# True Color satellite image



## Cutter (Oct 3, 2007)

Here is a recent hi-res true color shot of the delta region. Pretty amazing sight with all of the different layers of water color.


----------



## Captain Woody Woods (Oct 2, 2007)

Yup. Blue water's in clooooose right now


----------



## ilander (Oct 2, 2007)

Sweet. Where did You get that shot?


----------



## Captain Woody Woods (Oct 2, 2007)

ilander said:


> Sweet. Where did You get that shot?


Ilander, Cutter owns Ripcharts.com, which is where that image is from.


----------



## Chris V (Oct 18, 2007)

great shot, thanks for sharing


----------



## samoajoe (Dec 28, 2010)

Any of that oil???


----------



## Wild Girl (Jun 24, 2009)

The various waterdepth colors are just beautiful. I would imagine there is barely any visible surface oil as most of it is now laying on the bottom. Thanks for sharing this with us.


----------



## sealegs (Jan 11, 2010)

*true color*

Ill have to check there web site Thanks


----------



## Cutter (Oct 3, 2007)

samoajoe said:


> Any of that oil???


None of what you can see in that shot is oil. Perhaps some of the charter captains or fishermen that have been offshore could give a better oil report, but at this point I'm sure that the oil is pretty well dispersed, decomposed, or below the surface. 

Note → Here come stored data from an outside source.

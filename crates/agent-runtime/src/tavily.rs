//! Tavily Web Search Tool
//!
//! Exposes Tavily's search API to the agent as `tavily_search_results_json`.

use agent_core::{
    error::{AgentError, Result},
    tool::{ParameterSchema, Tool, ToolCall, ToolResult, ToolSchema},
};
use async_trait::async_trait;
use reqwest::Client;
use serde::{Deserialize, Serialize};

pub const DEFAULT_BASE_URL: &str = "https://api.tavily.com";
pub const TOOL_NAME: &str = "tavily_search_results_json";

/// Tavily tool configuration
#[derive(Clone, Debug)]
pub struct TavilyConfig {
    pub api_key: String,
    pub base_url: String,

    /// Upper bound on results handed back to the agent
    pub max_results: usize,
}

impl TavilyConfig {
    pub fn new(api_key: impl Into<String>, max_results: usize) -> Self {
        Self {
            api_key: api_key.into(),
            base_url: DEFAULT_BASE_URL.into(),
            max_results,
        }
    }

    #[must_use]
    pub fn with_base_url(mut self, base_url: impl Into<String>) -> Self {
        self.base_url = base_url.into();
        self
    }
}

#[derive(Serialize)]
struct SearchRequest<'a> {
    api_key: &'a str,
    query: &'a str,
    max_results: usize,
}

#[derive(Deserialize)]
struct SearchResponse {
    #[serde(default)]
    results: Vec<WireResult>,
}

#[derive(Deserialize)]
struct WireResult {
    url: String,
    #[serde(default)]
    content: String,
}

/// A single search hit as shown to the model
#[derive(Clone, Debug, PartialEq, Eq, Serialize, Deserialize)]
pub struct SearchHit {
    pub url: String,
    pub content: String,
}

pub struct TavilySearchTool {
    client: Client,
    config: TavilyConfig,
}

impl TavilySearchTool {
    pub fn new(config: TavilyConfig) -> Result<Self> {
        let client = Client::builder()
            .build()
            .map_err(|e| AgentError::Config(format!("HTTP client: {e}")))?;

        Ok(Self { client, config })
    }

    /// Run a search, returning at most `max_results` hits
    pub async fn search(&self, query: &str) -> Result<Vec<SearchHit>> {
        let url = format!("{}/search", self.config.base_url.trim_end_matches('/'));
        let request = SearchRequest {
            api_key: &self.config.api_key,
            query,
            max_results: self.config.max_results,
        };

        let response = self
            .client
            .post(url)
            .json(&request)
            .send()
            .await
            .map_err(|e| AgentError::ToolExecution(e.to_string()))?;

        let status = response.status();
        if !status.is_success() {
            let body = response.text().await.unwrap_or_default();
            return Err(AgentError::ToolExecution(format!("Tavily returned {status}: {body}")));
        }

        let body: SearchResponse = response
            .json()
            .await
            .map_err(|e| AgentError::Parse(e.to_string()))?;

        Ok(body
            .results
            .into_iter()
            .take(self.config.max_results)
            .map(|r| SearchHit {
                url: r.url,
                content: r.content,
            })
            .collect())
    }
}

#[async_trait]
impl Tool for TavilySearchTool {
    fn schema(&self) -> ToolSchema {
        ToolSchema {
            name: TOOL_NAME.into(),
            description: "A search engine optimized for comprehensive, accurate, and trusted results. \
                Useful for answering questions about current events. Input should be a search query."
                .into(),
            parameters: vec![ParameterSchema {
                name: "query".into(),
                param_type: "string".into(),
                description: "Search query to look up".into(),
                required: true,
            }],
        }
    }

    async fn execute(&self, call: &ToolCall) -> Result<ToolResult> {
        let query = call
            .arguments
            .get("query")
            .and_then(|v| v.as_str())
            .ok_or_else(|| AgentError::ToolValidation("query must be a string".into()))?;

        tracing::debug!(query, "Tavily search");

        match self.search(query).await {
            Ok(hits) => {
                let data = serde_json::to_value(&hits)?;
                Ok(ToolResult::success(TOOL_NAME, data.to_string()).with_data(data))
            }
            Err(e) => {
                tracing::warn!(error = %e, "Tavily search failed");
                Ok(ToolResult::failure(TOOL_NAME, e.to_string()))
            }
        }
    }
}

#[cfg(test)]
mod tests {
    use super::*;
    use serde_json::json;
    use wiremock::matchers::{body_partial_json, method, path};
    use wiremock::{Mock, MockServer, ResponseTemplate};

    fn tool(server: &MockServer) -> TavilySearchTool {
        TavilySearchTool::new(TavilyConfig::new("tvly-test", 3).with_base_url(server.uri())).unwrap()
    }

    fn call(arguments: serde_json::Value) -> ToolCall {
        serde_json::from_value(json!({"tool": TOOL_NAME, "arguments": arguments})).unwrap()
    }

    #[tokio::test]
    async fn test_search_caps_results() {
        let server = MockServer::start().await;
        Mock::given(method("POST"))
            .and(path("/search"))
            .and(body_partial_json(json!({"api_key": "tvly-test", "query": "rust", "max_results": 3})))
            .respond_with(ResponseTemplate::new(200).set_body_json(json!({
                "results": [
                    {"url": "https://a.example", "content": "a", "score": 0.9},
                    {"url": "https://b.example", "content": "b", "score": 0.8},
                    {"url": "https://c.example", "content": "c", "score": 0.7},
                    {"url": "https://d.example", "content": "d", "score": 0.6}
                ]
            })))
            .expect(1)
            .mount(&server)
            .await;

        let result = tool(&server).execute(&call(json!({"query": "rust"}))).await.unwrap();

        assert!(result.success);
        let hits: Vec<SearchHit> = serde_json::from_value(result.data.unwrap()).unwrap();
        assert_eq!(hits.len(), 3);
        assert_eq!(hits[0].url, "https://a.example");
    }

    #[tokio::test]
    async fn test_http_failure_is_failed_result() {
        let server = MockServer::start().await;
        Mock::given(method("POST"))
            .and(path("/search"))
            .respond_with(ResponseTemplate::new(401))
            .mount(&server)
            .await;

        let result = tool(&server).execute(&call(json!({"query": "rust"}))).await.unwrap();
        assert!(!result.success);
        assert!(result.output.contains("401"));
    }

    #[tokio::test]
    async fn test_non_string_query_rejected() {
        let server = MockServer::start().await;
        let err = tool(&server).execute(&call(json!({"query": 7}))).await.unwrap_err();
        assert!(matches!(err, AgentError::ToolValidation(_)));
    }

    #[test]
    fn test_schema() {
        let tool = TavilySearchTool::new(TavilyConfig::new("k", 3)).unwrap();
        let schema = tool.schema();
        assert_eq!(schema.name, TOOL_NAME);
        assert!(schema.parameters[0].required);
        assert_eq!(tool.config.max_results, 3);
    }
}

What you do see is various concentration levels of sediment in the water. These sediment levels are coming from the Mississippi River and Mobile Bay.


----------



## Cutter (Oct 3, 2007)

Thought this was a neat shot from yesterday. You can see the contrails from jet aircraft streaking across the sky. 
Was anyone offshore in this area yesterday between 12 and 1pm CST that can verify?


----------



## Pier#r (Oct 2, 2007)

ilander said:


> Sweet. Where did You get that shot?


Actually, we (taxpayers) paid for that (base) image and a whole archive of them is available to the public @ http://rapidfire.sci.gsfc.nasa.gov/subsets/?subset=AERONET_Stennis :thumbup:

That image was from Jan 15, 2011 @ http://rapidfire.sci.gsfc.nasa.gov/subsets/?subset=AERONET_Stennis.2011015.aqua.250m


----------



## sea hoss (Aug 18, 2009)

I have never used these as a fishing tool so could someone please tell Me where You start fishing from looking at an image like this and what is Your looking for? I am fishing out of Fort Morgan when I go so it seems I would be really close to the bluewater, but would I just start blindly trolling when I hit bluewater or try to relate it to structure? Thanks for any advice as I have been debating subscribing to one of the services this year.


----------



## Cutter (Oct 3, 2007)

> could someone please tell Me where You start fishing from looking at an image like this and what is Your looking for?


Good morning Sea Hoss. I have made some notes and annotations on the map. There is a good color change caused by a finger of river water that is approaching the Ram Powell. Often times this dirty + fresh(er) river water will displace bait to the fringe areas where the dirty water meets the blue water. In the open ocean, a color change such as this is analogous to physical structure that holds fish. I've marked a white line+dots to show this area. If I were in the area (fishing the deep rigs for example), I would definitely swing a little wide to give this area a good look. Look for bait, flying fish, and surface action here. Troll along this rip because pelagics will be hunting this area due to the higher concentration of bait. Also another positive factor for this rip is the altimetry is perfect. 










If you are looking to use a data service this year, we'd like the opportunity to earn your business. Feel free to give us (RipCharts) a call. We'd be happy to set you up with a free trial and give you a tutorial on all of the features. 

713-582-1868
www.ripcharts.com

-Chris


----------



## sea hoss (Aug 18, 2009)

Thanks for the info cutter I will give Y'all a call when I get ready to haul My boat back to the coast for the year.:thumbsup:


----------